TASK PROMPT »
For each line of the listing below that contains the string "RegistryCapabilities", copy the line.
Start of INPUT MATERIAL
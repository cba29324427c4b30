//! In-process handle registry backed by the local filesystem and `reqwest`.

use std::collections::HashMap;
use std::path::Path;
use std::sync::atomic::{AtomicI32, Ordering};
use std::sync::{Arc, PoisonError, RwLock};

use bridge_traits::error::Result;
use bridge_traits::{
    BridgeError, DownloadCounters, ErrorCode, HandleId, HandleRegistry, RegistryCapabilities,
};
use bytes::Bytes;
use tracing::{debug, warn};

use crate::download::{DownloadRequest, DownloadSettings, Downloader};
use crate::reader::{FileReader, ReaderOptions};
use crate::writer::FileWriter;

#[derive(Debug, Clone)]
enum Entry {
    Reader(Arc<FileReader>),
    Writer(Arc<FileWriter>),
    Download(Arc<Downloader>),
}

impl Entry {
    fn kind(&self) -> &'static str {
        match self {
            Entry::Reader(_) => "reader",
            Entry::Writer(_) => "writer",
            Entry::Download(_) => "download",
        }
    }
}

/// Desktop registry of open readers, writers and downloads.
///
/// Handle ids start at 1 and are never reused. The map lock is only held to
/// look up or remove an entry; all I/O happens on the resource itself.
#[derive(Debug)]
pub struct DesktopRegistry {
    next_id: AtomicI32,
    entries: RwLock<HashMap<i32, Entry>>,
    download_settings: DownloadSettings,
}

impl Default for DesktopRegistry {
    fn default() -> Self {
        Self::new()
    }
}

impl DesktopRegistry {
    pub fn new() -> Self {
        Self::with_download_settings(DownloadSettings::default())
    }

    pub fn with_download_settings(download_settings: DownloadSettings) -> Self {
        Self {
            next_id: AtomicI32::new(1),
            entries: RwLock::new(HashMap::new()),
            download_settings,
        }
    }

    /// Opens `path` for chunked reading and returns its handle.
    pub fn open_read(&self, path: impl AsRef<Path>, options: ReaderOptions) -> Result<HandleId> {
        let reader = FileReader::open(path.as_ref(), options)?;
        Ok(self.insert(Entry::Reader(Arc::new(reader))))
    }

    /// Opens `path` for writing, appending when `append` is set.
    pub fn open_write(&self, path: impl AsRef<Path>, append: bool) -> Result<HandleId> {
        let writer = FileWriter::open(path.as_ref(), append)?;
        Ok(self.insert(Entry::Writer(Arc::new(writer))))
    }

    /// Registers a download. Nothing is fetched until `start_download`.
    pub fn create_download(&self, request: DownloadRequest) -> Result<HandleId> {
        if request.url.trim().is_empty() {
            return Err(BridgeError::coded(
                ErrorCode::InvalidArgument,
                "Download URL must not be empty",
            ));
        }
        let downloader = Downloader::new(request, self.download_settings.clone());
        Ok(self.insert(Entry::Download(Arc::new(downloader))))
    }

    pub fn len(&self) -> usize {
        self.entries
            .read()
            .unwrap_or_else(PoisonError::into_inner)
            .len()
    }

    pub fn is_empty(&self) -> bool {
        self.len() == 0
    }

    fn insert(&self, entry: Entry) -> HandleId {
        let raw = self.next_id.fetch_add(1, Ordering::Relaxed);
        debug!(handle = raw, kind = entry.kind(), "Registered handle");
        self.entries
            .write()
            .unwrap_or_else(PoisonError::into_inner)
            .insert(raw, entry);
        HandleId::new(raw)
    }

    fn lookup(&self, id: HandleId) -> Option<Entry> {
        self.entries
            .read()
            .unwrap_or_else(PoisonError::into_inner)
            .get(&id.get())
            .cloned()
    }

    fn reader(&self, id: HandleId) -> Result<Arc<FileReader>> {
        match self.lookup(id) {
            Some(Entry::Reader(reader)) => Ok(reader),
            _ => Err(BridgeError::coded(
                ErrorCode::ReaderClosed,
                format!("Reader handle not found: {}", id),
            )),
        }
    }

    fn writer(&self, id: HandleId) -> Result<Arc<FileWriter>> {
        match self.lookup(id) {
            Some(Entry::Writer(writer)) => Ok(writer),
            _ => Err(BridgeError::coded(
                ErrorCode::WriterClosed,
                format!("Writer handle not found: {}", id),
            )),
        }
    }

    fn download(&self, id: HandleId) -> Result<Arc<Downloader>> {
        match self.lookup(id) {
            Some(Entry::Download(download)) => Ok(download),
            _ => Err(BridgeError::coded(
                ErrorCode::DownloadFailed,
                format!("Download handle not found: {}", id),
            )),
        }
    }
}

impl HandleRegistry for DesktopRegistry {
    fn capabilities(&self) -> RegistryCapabilities {
        RegistryCapabilities {
            download_progress: true,
        }
    }

    fn read_next_chunk(&self, id: HandleId) -> Result<Option<Bytes>> {
        self.reader(id)?.read_chunk()
    }

    fn write(&self, id: HandleId, data: &[u8]) -> Result<usize> {
        self.writer(id)?.write(data)
    }

    fn flush(&self, id: HandleId) -> Result<()> {
        self.writer(id)?.flush()
    }

    fn close(&self, id: HandleId) -> Result<()> {
        let removed = self
            .entries
            .write()
            .unwrap_or_else(PoisonError::into_inner)
            .remove(&id.get());

        match removed {
            Some(Entry::Reader(reader)) => reader.close(),
            Some(Entry::Writer(writer)) => {
                if let Err(e) = writer.close() {
                    warn!(handle = %id, error = %e, "Writer close failed");
                }
            }
            Some(Entry::Download(download)) => download.cancel(),
            None => debug!(handle = %id, "Close on unknown handle"),
        }
        Ok(())
    }

    fn start_download(&self, id: HandleId) -> Result<()> {
        self.download(id)?.run()
    }

    fn cancel_download(&self, id: HandleId) -> Result<()> {
        if let Some(Entry::Download(download)) = self.lookup(id) {
            download.cancel();
        }
        Ok(())
    }

    fn download_bytes_downloaded(&self, id: HandleId) -> Result<u64> {
        Ok(self.download(id)?.bytes_downloaded())
    }

    fn download_total_bytes(&self, id: HandleId) -> Result<i64> {
        Ok(self.download(id)?.total_bytes())
    }

    fn download_counters(&self, id: HandleId) -> Result<DownloadCounters> {
        Ok(self.download(id)?.counters())
    }

    fn reader_file_size(&self, id: HandleId) -> Result<u64> {
        Ok(self.reader(id)?.file_size())
    }

    fn reader_bytes_read(&self, id: HandleId) -> Result<u64> {
        Ok(self.reader(id)?.bytes_read())
    }

    fn reader_is_eof(&self, id: HandleId) -> Result<bool> {
        Ok(self.reader(id)?.is_eof())
    }

    fn writer_bytes_written(&self, id: HandleId) -> Result<u64> {
        Ok(self.writer(id)?.bytes_written())
    }
}

#[cfg(test)]
mod tests {
    use super::*;
    use std::io::Write;

    fn temp_file(contents: &[u8]) -> tempfile::NamedTempFile {
        let mut file = tempfile::NamedTempFile::new().unwrap();
        file.write_all(contents).unwrap();
        file.flush().unwrap();
        file
    }

    #[test]
    fn test_ids_start_at_one_and_increase() {
        let registry = DesktopRegistry::new();
        let file = temp_file(b"abc");
        let first = registry.open_read(file.path(), ReaderOptions::default()).unwrap();
        let second = registry.open_read(file.path(), ReaderOptions::default()).unwrap();
        assert_eq!(first.get(), 1);
        assert_eq!(second.get(), 2);
        assert_eq!(registry.len(), 2);
    }

    #[test]
    fn test_read_until_eof() {
        let registry = DesktopRegistry::new();
        let file = temp_file(&[7u8; 5000]);
        let id = registry.open_read(file.path(), ReaderOptions::with_buffer_size(4096)).unwrap();

        assert_eq!(registry.reader_file_size(id).unwrap(), 5000);
        assert_eq!(registry.read_next_chunk(id).unwrap().unwrap().len(), 4096);
        assert_eq!(registry.read_next_chunk(id).unwrap().unwrap().len(), 904);
        assert!(registry.read_next_chunk(id).unwrap().is_none());
        assert!(registry.reader_is_eof(id).unwrap());
        assert_eq!(registry.reader_bytes_read(id).unwrap(), 5000);
    }

    #[test]
    fn test_handle_kinds_do_not_mix() {
        let registry = DesktopRegistry::new();
        let file = temp_file(b"abc");
        let id = registry.open_read(file.path(), ReaderOptions::default()).unwrap();

        let err = registry.write(id, b"x").unwrap_err();
        assert_eq!(
            err.to_string(),
            format!("[WRITER_CLOSED] Writer handle not found: {}", id)
        );
        let err = registry.start_download(id).unwrap_err();
        assert!(err.to_string().starts_with("[DOWNLOAD_FAILED] Download handle not found"));
    }

    #[test]
    fn test_write_flush_close() {
        let dir = tempfile::tempdir().unwrap();
        let path = dir.path().join("nested").join("out.bin");
        let registry = DesktopRegistry::new();
        let id = registry.open_write(&path, false).unwrap();

        assert_eq!(registry.write(id, b"hello ").unwrap(), 6);
        assert_eq!(registry.write(id, b"world").unwrap(), 5);
        registry.flush(id).unwrap();
        assert_eq!(registry.writer_bytes_written(id).unwrap(), 11);
        registry.close(id).unwrap();

        assert_eq!(std::fs::read(&path).unwrap(), b"hello world");
        assert!(registry.is_empty());
        let err = registry.write(id, b"!").unwrap_err();
        assert!(err.to_string().starts_with("[WRITER_CLOSED]"));
    }

    #[test]
    fn test_close_unknown_handle_is_ok() {
        let registry = DesktopRegistry::new();
        registry.close(HandleId::new(42)).unwrap();
        registry.close(HandleId::new(-1)).unwrap();
    }

    #[test]
    fn test_missing_reader_message() {
        let registry = DesktopRegistry::new();
        let err = registry.read_next_chunk(HandleId::new(9)).unwrap_err();
        assert_eq!(err.to_string(), "[READER_CLOSED] Reader handle not found: 9");
    }

    #[test]
    fn test_empty_download_url_rejected() {
        let registry = DesktopRegistry::new();
        let err = registry
            .create_download(DownloadRequest::new("  ", "/tmp/out.bin"))
            .unwrap_err();
        assert!(err.to_string().starts_with("[INVALID_ARGUMENT]"));
    }

    #[test]
    fn test_cancelled_download_fails_fast() {
        let registry = DesktopRegistry::new();
        let id = registry
            .create_download(DownloadRequest::new("http://127.0.0.1:9/x", "/tmp/never.bin"))
            .unwrap();
        registry.cancel_download(id).unwrap();
        let err = registry.start_download(id).unwrap_err();
        assert_eq!(err.to_string(), "[DOWNLOAD_CANCELLED] Download was cancelled");
        assert_eq!(
            registry.download_counters(id).unwrap(),
            DownloadCounters {
                bytes_downloaded: 0,
                total_bytes: -1
            }
        );
    }
}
End of INPUT MATERIAL
EXERCISE RESULT »
    BridgeError, DownloadCounters, ErrorCode, HandleId, HandleRegistry, RegistryCapabilities,
    fn capabilities(&self) -> RegistryCapabilities {
        RegistryCapabilities {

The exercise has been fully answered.